Greg, thanks for defending us track power guys. While I do have an Airwire system with a few engines set up for it, I'll always maintain the track power so friends can come and run. 

Pat McCarty 
Hudson Valley LS RR Club


----------



## aceinspp (Jan 2, 2008)

Don't for get the racks of cars plus the over 200 passenger cars on the garage wall. Yep heard that a lot more trains where up stairs but O gauge. later RJD


----------



## Mike Reilley (Jan 2, 2008)

There's a lot of videos regarding this layout at http://www.youtube.com/profile?user=dennissirrine&view=videos


----------



## Dan Pierce (Jan 2, 2008)

And Dennis has all Kadee couplers and metal wheels on rolling stock if I remember correctly and at 4000 cars, that is quite an investment. 

It is very nice that he shares his layout with locals.


----------



## Engineercub (Oct 18, 2008)

Wow! It is 7:14 a.m. and I just got home. Checked my e-mail and Dennis Sirrine wants me to call him to talk about his track work! What a great guy to help little beginner Will!









-Will


----------



## Greg Elmassian (Jan 3, 2008)

When you talk to him, I'd like to know if he got his AirWire remote control for his air powered switches working... he was still running manually when I was there, the AirWire "Linker" and "Activator" were not made then. 

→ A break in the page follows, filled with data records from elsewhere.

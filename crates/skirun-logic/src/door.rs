//! Key-locked sliding doors.
//!
//! A door opens by sliding straight up over a fixed duration. The slide is a
//! plain state machine advanced once per frame:
//!
//! ```text
//! Closed ──try_open(key)──▶ Opening { elapsed } ──tick…──▶ Open
//! ```

use crate::config::DoorConfig;
use crate::constants::DEFAULT_KEY_ID;
use crate::inventory::KeyRing;

#[derive(Debug, Clone, Copy, PartialEq)]
pub enum DoorState {
    Closed,
    Opening { elapsed: f32 },
    Open,
}

#[derive(Debug, Clone, PartialEq)]
pub struct Door {
    pub required_key: String,
    closed_position: [f32; 3],
    open_height: f32,
    open_duration: f32,
    state: DoorState,
}

impl Door {
    pub fn new(required_key: impl Into<String>, closed_position: [f32; 3], cfg: &DoorConfig) -> Self {
        Self {
            required_key: required_key.into(),
            closed_position,
            open_height: cfg.open_height,
            open_duration: cfg.open_duration,
            state: DoorState::Closed,
        }
    }

    /// Start opening if closed and `key_id` fits. Returns whether it started.
    pub fn try_open(&mut self, key_id: &str) -> bool {
        if self.state != DoorState::Closed || key_id != self.required_key {
            return false;
        }
        self.state = DoorState::Opening { elapsed: 0.0 };
        true
    }

    pub fn tick(&mut self, dt: f32) {
        if let DoorState::Opening { elapsed } = self.state {
            let elapsed = elapsed + dt;
            self.state = if elapsed >= self.open_duration {
                DoorState::Open
            } else {
                DoorState::Opening { elapsed }
            };
        }
    }

    /// Slide progress in `0.0..=1.0`.
    pub fn progress(&self) -> f32 {
        match self.state {
            DoorState::Closed => 0.0,
            DoorState::Opening { .. } if self.open_duration <= 0.0 => 1.0,
            DoorState::Opening { elapsed } => (elapsed / self.open_duration).clamp(0.0, 1.0),
            DoorState::Open => 1.0,
        }
    }

    pub fn position(&self) -> [f32; 3] {
        let [x, y, z] = self.closed_position;
        [x, y + self.open_height * self.progress(), z]
    }

    pub fn state(&self) -> DoorState {
        self.state
    }

    pub fn is_open(&self) -> bool {
        self.state == DoorState::Open
    }
}

#[derive(Debug, Clone, Copy, PartialEq, Eq)]
pub enum DoorTriggerOutcome {
    /// Not the player, or the player has no inventory.
    Ignored,
    /// The player lacks the key.
    Locked,
    /// The key fits; the door was asked to open.
    Unlocked,
}

/// Volume in front of a door that opens it for a key holder.
#[derive(Debug, Clone, PartialEq, Eq)]
pub struct DoorTrigger {
    pub required_key: String,
}

impl Default for DoorTrigger {
    fn default() -> Self {
        Self {
            required_key: DEFAULT_KEY_ID.to_string(),
        }
    }
}

impl DoorTrigger {
    pub fn new(required_key: impl Into<String>) -> Self {
        Self {
            required_key: required_key.into(),
        }
    }

    pub fn on_overlap(
        &self,
        is_player: bool,
        inventory: Option<&KeyRing>,
        door: &mut Door,
    ) -> DoorTriggerOutcome {
        let Some(ring) = inventory.filter(|_| is_player) else {
            return DoorTriggerOutcome::Ignored;
        };
        if ring.has_key(&self.required_key) {
            door.try_open(&self.required_key);
            DoorTriggerOutcome::Unlocked
        } else {
            log::info!("Door locked. Need key: {}", self.required_key);
            DoorTriggerOutcome::Locked
        }
    }
}

#[cfg(test)]
mod tests {
    use super::*;

    fn door() -> Door {
        Door::new("KeyA", [0.0, 1.0, 0.0], &DoorConfig::default())
    }

    #[test]
    fn wrong_key_stays_closed() {
        let mut d = door();
        assert!(!d.try_open("KeyB"));
        assert_eq!(d.state(), DoorState::Closed);
    }

    #[test]
    fn opens_over_duration() {
        let mut d = door();
        assert!(d.try_open("KeyA"));
        d.tick(0.5);
        assert_eq!(d.progress(), 0.5);
        assert_eq!(d.position(), [0.0, 2.5, 0.0]);
        d.tick(0.5);
        assert!(d.is_open());
        assert_eq!(d.position(), [0.0, 4.0, 0.0]);
    }

    #[test]
    fn overshoot_snaps_open() {
        let mut d = door();
        d.try_open("KeyA");
        d.tick(3.0);
        assert_eq!(d.state(), DoorState::Open);
        assert_eq!(d.progress(), 1.0);
    }

    #[test]
    fn cannot_restart_while_opening_or_open() {
        let mut d = door();
        d.try_open("KeyA");
        d.tick(0.25);
        assert!(!d.try_open("KeyA"));
        assert_eq!(d.state(), DoorState::Opening { elapsed: 0.25 });
        d.tick(1.0);
        assert!(!d.try_open("KeyA"));
    }

    #[test]
    fn zero_duration_opens_on_first_tick() {
        let cfg = DoorConfig {
            open_duration: 0.0,
            ..DoorConfig::default()
        };
        let mut d = Door::new("KeyA", [0.0; 3], &cfg);
        d.try_open("KeyA");
        d.tick(0.0);
        assert!(d.is_open());
    }

    #[test]
    fn closed_door_ignores_ticks() {
        let mut d = door();
        d.tick(5.0);
        assert_eq!(d.state(), DoorState::Closed);
        assert_eq!(d.position(), [0.0, 1.0, 0.0]);
    }

    #[test]
    fn trigger_needs_key() {
        let trigger = DoorTrigger::default();
        let mut d = door();
        let mut ring = KeyRing::new();
        assert_eq!(
            trigger.on_overlap(true, Some(&ring), &mut d),
            DoorTriggerOutcome::Locked
        );
        ring.add_key("KeyA");
        assert_eq!(
            trigger.on_overlap(true, Some(&ring), &mut d),
            DoorTriggerOutcome::Unlocked
        );
        assert!(matches!(d.state(), DoorState::Opening { .. }));
    }

    #[test]
    fn trigger_ignores_non_players() {
        let trigger = DoorTrigger::new("KeyA");
        let mut d = door();
        let mut ring = KeyRing::new();
        ring.add_key("KeyA");
        assert_eq!(
            trigger.on_overlap(false, Some(&ring), &mut d),
            DoorTriggerOutcome::Ignored
        );
        assert_eq!(
            trigger.on_overlap(true, None, &mut d),
            DoorTriggerOutcome::Ignored
        );
        assert_eq!(d.state(), DoorState::Closed);
    }
}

Yep, for a while, I was told that Dennis had a guy hired whose only job was to install Kadee couplers! 

Regards, Greg


----------



## rpc7271 (Jan 2, 2008)

I've been running at his layout with QSI & Airwire (he has mostly Airwire) without many problems. Get to run again tomorrow. Will try to pay attention to everyone elses problems if he has any. Biggest problem is people not paying attention to what they are doing while running.


----------



## Greg Elmassian (Jan 3, 2008)

Tell him that the QSI for the USAT locos are in the works. If he dropped an email to Tony at QSI, it would probably help speed things! 

I have a page showing the new electronics: 

*http://www.elmassian.com/trains-mainmenu-27/dcc-battery-rc-electronics-mainmenu-225/dcc-mainmenu-29/qsi-equipment-mainmenu-239/usat-qsi*

Regards, Greg


----------



## John J (Dec 29, 2007)

Posted By rpc7271 on 01/12/2009 12:29 PM
I've been running at his layout with QSI & Airwire (he has mostly Airwire) without many problems. Get to run again tomorrow. Will try to pay attention to everyone elses problems if he has any. Biggest problem is people not paying attention to what they are doing while running.

How do you get on his good side so one can come over and play too?


----------



## Engineercub (Oct 18, 2008)

lol just talk to him JJ, he's a really nice guy ^^ 

-Will


----------